▶ _MATERIAL TO PROCESS_:

■ ■ ■

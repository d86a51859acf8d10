//! Review workflow state machine.
//!
//! Pure state: no tasks, no sleeping. The driver in `controller` starts the
//! planner calls and feeds their outcomes back through `finish_run` and
//! `finish_apply`.

use super::notify::{NotificationChannel, NotificationKind};
use super::selection::SelectionSet;
use super::view::{plural, ReviewView, Status};
use crate::error::ReviewError;
use crate::model::{ApplyResult, ProposedChange, ReviewContext, RunResult};
use crate::planner::PlannerError;
use crate::telemetry::{ErrorPhase, Telemetry, TelemetryEvent};
use std::sync::Arc;
use std::time::Duration;
use tokio::time::Instant;

const ANALYZING_DURATION: Duration = Duration::from_millis(1400);
const RESCAN_DURATION: Duration = Duration::from_millis(1600);

/// Why a run is being started. Decides which notification announces it.
#[derive(Debug, Clone, Copy, PartialEq, Eq)]
pub enum RunReason {
    Open,
    Retry,
    Rescan,
    /// Refresh after a successful apply; the apply's success message stays up.
    AfterApply,
}

/// What the driver should do after the operator pressed Apply.
#[derive(Debug, Clone, PartialEq, Eq)]
pub enum ApplyRequest {
    /// Busy; the trigger is disabled.
    Ignored,
    /// Nothing selected: dismiss without calling the planner.
    Close,
    Submit(Vec<ProposedChange>),
}

pub struct WorkflowController {
    status: Status,
    context: ReviewContext,
    result: Option<RunResult>,
    error: Option<ReviewError>,
    selection: SelectionSet,
    applied_ids: Vec<String>,
    applied_labels: Vec<String>,
    plan_id: Option<String>,
    submitted: Vec<ProposedChange>,
    has_run: bool,
    notifications: NotificationChannel,
    notification_duration: Duration,
    telemetry: Arc<dyn Telemetry>,
}

impl WorkflowController {
    pub fn new(
        context: ReviewContext,
        notification_duration: Duration,
        telemetry: Arc<dyn Telemetry>,
    ) -> Self {
        Self {
            status: Status::Loading,
            context,
            result: None,
            error: None,
            selection: SelectionSet::default(),
            applied_ids: Vec::new(),
            applied_labels: Vec::new(),
            plan_id: None,
            submitted: Vec::new(),
            has_run: false,
            notifications: NotificationChannel::default(),
            notification_duration,
            telemetry,
        }
    }

    #[cfg(test)]
    pub fn status(&self) -> Status {
        self.status
    }

    #[cfg(test)]
    pub fn result(&self) -> Option<&RunResult> {
        self.result.as_ref()
    }

    #[cfg(test)]
    pub fn error(&self) -> Option<&ReviewError> {
        self.error.as_ref()
    }

    #[cfg(test)]
    pub fn selection(&self) -> &SelectionSet {
        &self.selection
    }

    #[cfg(test)]
    pub fn applied_ids(&self) -> &[String] {
        &self.applied_ids
    }

    pub fn plan_id(&self) -> Option<&str> {
        self.plan_id.as_deref()
    }

    #[cfg(test)]
    pub fn notification(&self) -> Option<&super::notify::Notification> {
        self.notifications.current()
    }

    pub fn notification_deadline(&self) -> Option<Instant> {
        self.notifications.deadline()
    }

    pub fn expire_notification(&mut self, now: Instant) -> bool {
        self.notifications.expire(now)
    }

    /// Retry re-runs the planner, so it is only offered after a failed run.
    /// A failed apply is retried by applying again.
    pub fn can_retry(&self) -> bool {
        self.status == Status::Failed
            && self.error.as_ref().map(ReviewError::phase) == Some(ErrorPhase::Run)
    }

    pub fn can_rescan(&self) -> bool {
        matches!(self.status, Status::HasChanges | Status::Empty)
    }

    /// Enter `Loading`, dropping the previous result, selection and plan id.
    pub fn begin_run(&mut self, reason: RunReason) {
        tracing::debug!(?reason, from = ?self.status, "run started");
        self.status = Status::Loading;
        self.result = None;
        self.error = None;
        self.selection.clear();
        self.plan_id = None;
        match reason {
            RunReason::Open | RunReason::Retry => {
                self.notify(NotificationKind::Info, "Analyzing planner…", ANALYZING_DURATION);
            }
            RunReason::Rescan => {
                self.notify(NotificationKind::Info, "Re-running planner…", RESCAN_DURATION);
            }
            RunReason::AfterApply => {}
        }
    }

    pub fn finish_run(&mut self, outcome: Result<RunResult, PlannerError>) {
        let first_run = !self.has_run;
        self.has_run = true;
        match outcome {
            Ok(result) => {
                tracing::info!(
                    change_count = result.changes.len(),
                    plan_id = result.plan_id.as_deref().unwrap_or("-"),
                    "run completed"
                );
                self.telemetry.track(TelemetryEvent::RunCompleted {
                    change_count: result.change_count,
                });
                self.plan_id = result.plan_id.clone();
                if result.has_changes() {
                    self.selection.replace_with(result.ids());
                    self.status = Status::HasChanges;
                    if !first_run {
                        self.notify_default(NotificationKind::Success, "New plan generated!");
                    }
                } else {
                    self.selection.clear();
                    self.status = Status::Empty;
                    let msg = if first_run {
                        "Great news, nothing needs to move."
                    } else {
                        "Still all clear!"
                    };
                    self.notify_default(NotificationKind::Info, msg);
                }
                self.result = Some(result);
            }
            Err(e) => {
                self.result = None;
                self.selection.clear();
                self.fail(ReviewError::run(&e));
            }
        }
    }

    /// Flip selection of a change in the current result. Ignored while busy,
    /// for unknown ids, and for changes the last apply already committed.
    pub fn toggle(&mut self, id: &str) -> bool {
        if self.status.is_busy() || self.applied_ids.iter().any(|a| a == id) {
            return false;
        }
        let known = self.result.as_ref().is_some_and(|r| r.contains(id));
        if !known {
            return false;
        }
        let on = self.selection.toggle(id);
        tracing::debug!(id, selected = on, count = self.selection.len(), "toggled change");
        true
    }

    /// Selected changes in result order, stamped with the active plan id.
    pub fn selected_changes(&self) -> Vec<ProposedChange> {
        let plan_id = self.plan_id.as_deref();
        self.result
            .iter()
            .flat_map(|r| r.changes.iter())
            .filter(|c| self.selection.contains(&c.id))
            .map(|c| c.stamped(plan_id))
            .collect()
    }

    pub fn request_apply(&mut self) -> ApplyRequest {
        if self.status.is_busy() {
            return ApplyRequest::Ignored;
        }
        if self.selection.is_empty() {
            tracing::debug!("apply with empty selection, closing");
            return ApplyRequest::Close;
        }
        let changes = self.selected_changes();
        if changes.is_empty() {
            tracing::debug!("apply with empty selection, closing");
            return ApplyRequest::Close;
        }
        tracing::debug!(count = changes.len(), "apply started");
        self.status = Status::Applying;
        self.error = None;
        self.submitted = changes.clone();
        ApplyRequest::Submit(changes)
    }

    /// Record the apply outcome. Returns true when a follow-up run is due.
    pub fn finish_apply(&mut self, outcome: Result<ApplyResult, PlannerError>) -> bool {
        let submitted = std::mem::take(&mut self.submitted);
        match outcome {
            Ok(res) => {
                tracing::info!(applied = res.applied, failed = res.failed, "apply completed");
                let ids = res
                    .ids
                    .clone()
                    .unwrap_or_else(|| submitted.iter().map(|c| c.id.clone()).collect());
                self.applied_labels = ids
                    .iter()
                    .filter_map(|id| submitted.iter().find(|c| &c.id == id))
                    .map(|c| c.label.clone())
                    .collect();
                self.applied_ids = ids;
                self.status = Status::Applied;
                self.notify_default(
                    NotificationKind::Success,
                    format!("Scheduled {} {}.", res.applied, plural(res.applied, "change")),
                );
                self.telemetry.track(TelemetryEvent::ApplyCompleted {
                    applied: res.applied,
                    failed: res.failed,
                });
                true
            }
            Err(e) => {
                self.fail(ReviewError::apply(&e));
                false
            }
        }
    }

    /// Close is refused while an apply is in flight.
    pub fn request_close(&self) -> bool {
        self.status != Status::Applying
    }

    pub fn view(&self) -> ReviewView {
        let (changes, zero_reason, suggestions) = match &self.result {
            Some(r) => (
                r.changes.clone(),
                r.zero_reason.clone(),
                r.suggestions.clone().unwrap_or_default(),
            ),
            None => (Vec::new(), None, Vec::new()),
        };
        let selected = changes
            .iter()
            .filter(|c| self.selection.contains(&c.id))
            .cloned()
            .collect();
        ReviewView {
            status: self.status,
            busy: self.status.is_busy(),
            context_summary: self.context.summary(),
            changes,
            selected,
            applied_ids: self.applied_ids.clone(),
            applied_labels: self.applied_labels.clone(),
            error: self.error.as_ref().map(ToString::to_string),
            failed_phase: self.error.as_ref().map(ReviewError::phase),
            notification: self.notifications.current().cloned(),
            plan_id: self.plan_id.clone(),
            zero_reason,
            suggestions,
        }
    }

    fn fail(&mut self, err: ReviewError) {
        tracing::warn!(phase = ?err.phase(), error = %err, "review operation failed");
        self.telemetry.track(TelemetryEvent::Error {
            phase: err.phase(),
            message: err.message().to_string(),
        });
        self.notify_default(NotificationKind::Error, err.message().to_string());
        self.error = Some(err);
        self.status = Status::Failed;
    }

    fn notify(&mut self, kind: NotificationKind, message: impl Into<String>, duration: Duration) {
        self.notifications.show(kind, message, duration);
    }

    fn notify_default(&mut self, kind: NotificationKind, message: impl Into<String>) {
        let duration = self.notification_duration;
        self.notify(kind, message, duration);
    }
}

■ ■ ■

▶ _PROBLEM DESCRIPTION_: Return nothing but the lines from the start of the listing above through the line containing "use crate::planner::PlannerError;", exactly as given.

▶ _EXERCISE OUTPUT_:
repository d86a51859acf8d10
//! Review workflow state machine.
//!
//! Pure state: no tasks, no sleeping. The driver in `controller` starts the
//! planner calls and feeds their outcomes back through `finish_run` and
//! `finish_apply`.

use super::notify::{NotificationChannel, NotificationKind};
use super::selection::SelectionSet;
use super::view::{plural, ReviewView, Status};
use crate::error::ReviewError;
use crate::model::{ApplyResult, ProposedChange, ReviewContext, RunResult};
use crate::planner::PlannerError;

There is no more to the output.